# Indo: Visa to Introduce Contactless Debit Cards in Ireland



## Lightning (23 Jan 2011)

http://www.independent.ie/business/irish/banks-to-cut-cash-use-with-wave-of-a-card-2503536.html



> The new "smart card" technology is already operating in Britain. The card will have an overall limit of €15 per item, or €45 overall for small purchases, to reduce the risk of fraud.
> 
> For amounts over that, card holders will have to punch in a PIN, as they do at the moment, says Visa's Irish boss Conor Langford. Once they enter their number, they will again be able to use the card for small purchases until they hit the €45 limit again.
> 
> ...



The big gripe with card payments is often the time taken for smaller payments. Contactless wireless will significantly reduce till time and accelerate the adoption of electronic payments.


----------



## theresa1 (23 Jan 2011)

"Mr Langford says he does not expect banks to apply charges to individual contactless transactions as there will be huge savings for banks, retailers and consumers from this technology."

We will wait and see Mr Langford.


----------



## Time (23 Jan 2011)

This is a recipe for fraud.


----------



## TSThomas (23 Jan 2011)

> By 2012, Visa says, it expects to embed a chip in mobile phones which will allow them to double as debit or credit cards.


Assume they're talking about NFC (Near Field Communication), most phones introduced this year ought have it.

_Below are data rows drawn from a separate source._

// native 方法注册拦截的核心算法
// 两条注册路径（JNIEnv->RegisterNatives 与 jniRegisterNativeMethods）共用此逻辑
use crate::log;
use jni_sys::JNINativeMethod;
use std::ffi::{CStr, CString, c_char, c_void};
use std::ptr;
use std::sync::atomic::{AtomicPtr, Ordering};

use super::{CaptureTable, ZYGOTE_CLASS};

// 单批注册中最多替换的目标方法数
const MAX_REPLACED_PER_BATCH: usize = 3;

// 目标方法唯一的真实原函数指针，不同签名版本共用
pub(crate) struct OriginalMethod(AtomicPtr<c_void>);

impl OriginalMethod {
    pub(crate) const fn new() -> Self {
        Self(AtomicPtr::new(ptr::null_mut()))
    }

    pub(crate) fn store(&self, func: *mut c_void) {
        self.0.store(func, Ordering::Release);
    }

    pub(crate) fn raw(&self) -> *mut c_void {
        self.0.load(Ordering::Acquire)
    }

    // 调用方保证 F 与注册时的签名一致
    pub(crate) unsafe fn load_as<F: Copy>(&self) -> Option<F> {
        const { assert!(size_of::<F>() == size_of::<*mut c_void>()) };
        let raw = self.raw();
        if raw.is_null() {
            return None;
        }
        Some(std::mem::transmute_copy::<*mut c_void, F>(&raw))
    }
}

// 某个签名对应的替换函数
#[derive(Clone, Copy, Debug)]
pub(crate) struct Replacement {
    pub(crate) signature: &'static str,
    pub(crate) func: usize,
}

// 被拦截的目标方法：名称、原函数槽、各平台版本的签名与替换函数
pub(crate) struct TargetMethod {
    pub(crate) name: &'static str,
    pub(crate) orig: &'static OriginalMethod,
    pub(crate) replacements: Vec<Replacement>,
}

// 已被替换的原始方法描述，卸载时批量重新注册
pub(crate) struct ReplacedMethod {
    pub(crate) name: CString,
    pub(crate) signature: CString,
    pub(crate) func: usize,
}

pub(crate) fn copy_method(method: &JNINativeMethod) -> JNINativeMethod {
    JNINativeMethod {
        name: method.name,
        signature: method.signature,
        fnPtr: method.fnPtr,
    }
}

unsafe fn method_strings(method: &JNINativeMethod) -> Option<(String, String)> {
    if method.name.is_null() || method.signature.is_null() {
        return None;
    }
    let name = CStr::from_ptr(method.name).to_string_lossy().into_owned();
    let signature = CStr::from_ptr(method.signature)
        .to_string_lossy()
        .into_owned();
    Some((name, signature))
}

// 1. 每个方法先写入捕获表，保证替换前原像已保存
// 2. 仅 Zygote 类构建整批副本，按签名精确匹配替换目标方法
// 返回 None 表示应原样转发调用方的数组
pub(crate) unsafe fn hook_and_save_methods(
    capture: &mut CaptureTable,
    replaced: &mut Vec<ReplacedMethod>,
    targets: &[TargetMethod],
    class_name: &str,
    methods: &[JNINativeMethod],
) -> Option<Vec<JNINativeMethod>> {
    let mut new_methods: Option<Vec<JNINativeMethod>> =
        (class_name == ZYGOTE_CLASS).then(|| methods.iter().map(copy_method).collect());
    let mut matched = vec![false; targets.len()];
    let mut hooked = 0usize;

    for (index, method) in methods.iter().enumerate() {
        let Some((name, signature)) = method_strings(method) else {
            log::warn(format_args!(
                "hook: {class_name} method #{index} has null name or signature"
            ));
            continue;
        };
        if let Err(err) = capture.record(class_name, &name, &signature, method.fnPtr) {
            log::warn(format_args!(
                "hook: failed to capture {class_name}.{name}{signature}: {err:?}"
            ));
        }

        let Some(batch) = new_methods.as_mut() else {
            continue;
        };
        if hooked >= MAX_REPLACED_PER_BATCH {
            continue;
        }
        let Some(target_index) = targets.iter().position(|target| target.name == name) else {
            continue;
        };
        if matched[target_index] {
            continue;
        }

        let target = &targets[target_index];
        let Some(replacement) = target
            .replacements
            .iter()
            .find(|replacement| replacement.signature == signature)
        else {
            log::warn(format_args!(
                "hook: no replacement for {name} with signature {signature}"
            ));
            continue;
        };

        batch[index].fnPtr = replacement.func as *mut c_void;
        target.orig.store(method.fnPtr);
        replaced.push(ReplacedMethod {
            name: CString::from(CStr::from_ptr(method.name)),
            signature: CString::from(CStr::from_ptr(method.signature)),
            func: method.fnPtr as usize,
        });
        matched[target_index] = true;
        hooked += 1;
        log::info(format_args!("hook: replaced #{name}"));
    }
    new_methods
}

// 选择实际转发给原注册函数的数组：有副本用副本，否则原样转发
pub(crate) fn select_batch(
    incoming: *const JNINativeMethod,
    replaced: Option<&Vec<JNINativeMethod>>,
) -> *const JNINativeMethod {
    replaced.map_or(incoming, |batch| batch.as_ptr())
}

// 由替换日志构造重新注册用的原始方法数组，指针借用 replaced 中的字符串
pub(crate) fn restore_batch(replaced: &[ReplacedMethod]) -> Vec<JNINativeMethod> {
    replaced
        .iter()
        .map(|method| JNINativeMethod {
            name: method.name.as_ptr() as *mut c_char,
            signature: method.signature.as_ptr() as *mut c_char,
            fnPtr: method.func as *mut c_void,
        })
        .collect()
}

http://en.wikipedia.org/wiki/Near_field_communication#Security_aspects


----------



## Brendan Burgess (24 Jan 2011)

We have discussed the pros and cons at some length in this thread

http://www.askaboutmoney.com/showthread.php?p=1080205

I will be first in the queue for one. 

Brendan


----------



## Lightning (24 Jan 2011)

Brendan - You will have to beat me to the top of the queue 

The new NFC technology is starting to take off in the UK. http://www.engadget.com/2011/01/24/mcdonalds-to-start-accepting-contactless-visa-payments-in-all-u/



> The UK already has a big old investment in contactless technology with London's rather successful Oystercard travel scheme, but now the whole Kingdom can get a taste for airborne payments thanks to a new initiative from McDonald's and Visa. The two giants of commerce are uniting to bring NFC tech to all of the former's 1,200 fast food restaurants within the UK, allowing hungry Brits to pay for meals costing up to £15 by simply waving their credit card in front of the till Obi-wan-style. Of course, the real excitement of such large-scale NFC proliferation is in the potential to use those automated tills with your Nexus S (which has an NFC chip built right in) and other devices coming up this year that look set to feature the technology. So yeah, Visa had better be working hard on putting together some mobile apps.


----------



## roker (24 Jan 2011)

Will you pay a annual government fee? the more cards you have the more fees you pay


----------



## Lightning (25 Jan 2011)

roker said:


> Will you pay a annual government fee? the more cards you have the more fees you pay


 
One would expect that the standard debit card levy would apply.


----------



## Mpsox (25 Jan 2011)

it exista already in Ireland, the Luas smartcards are contactless and the new integrated ticket for public transport starting around Easter will be contactless as well


----------



## Lightning (26 Jan 2011)

Mpsox said:


> it exista already in Ireland, the Luas smartcards are contactless and the new integrated ticket for public transport starting around Easter will be contactless as well


 
True but not for retail level payments yet, but it does show the huge possibilities of NFC. 

NFC is already been built into new smartphones like the Google Nexus S, it may not be necessary to card a physical debit card.


----------



## Lightning (27 Jan 2011)

Another jump forward for NFC, and another reason to upgrade to the Google Nexus S ...

[broken link removed]

*Everything Everywhere and Barclaycard to launch UK’s first contactless payments*



> Everything Everywhere and Barclaycard have partnered for the UK’s first contactless payment solution launch – allowing consumers to pay for products using a mobile phone.
> 
> The solution, due to launch this summer, will be first available on Orange-enabled handsets and will then roll out to its joint venture partner T-Mobile.
> 
> ...


----------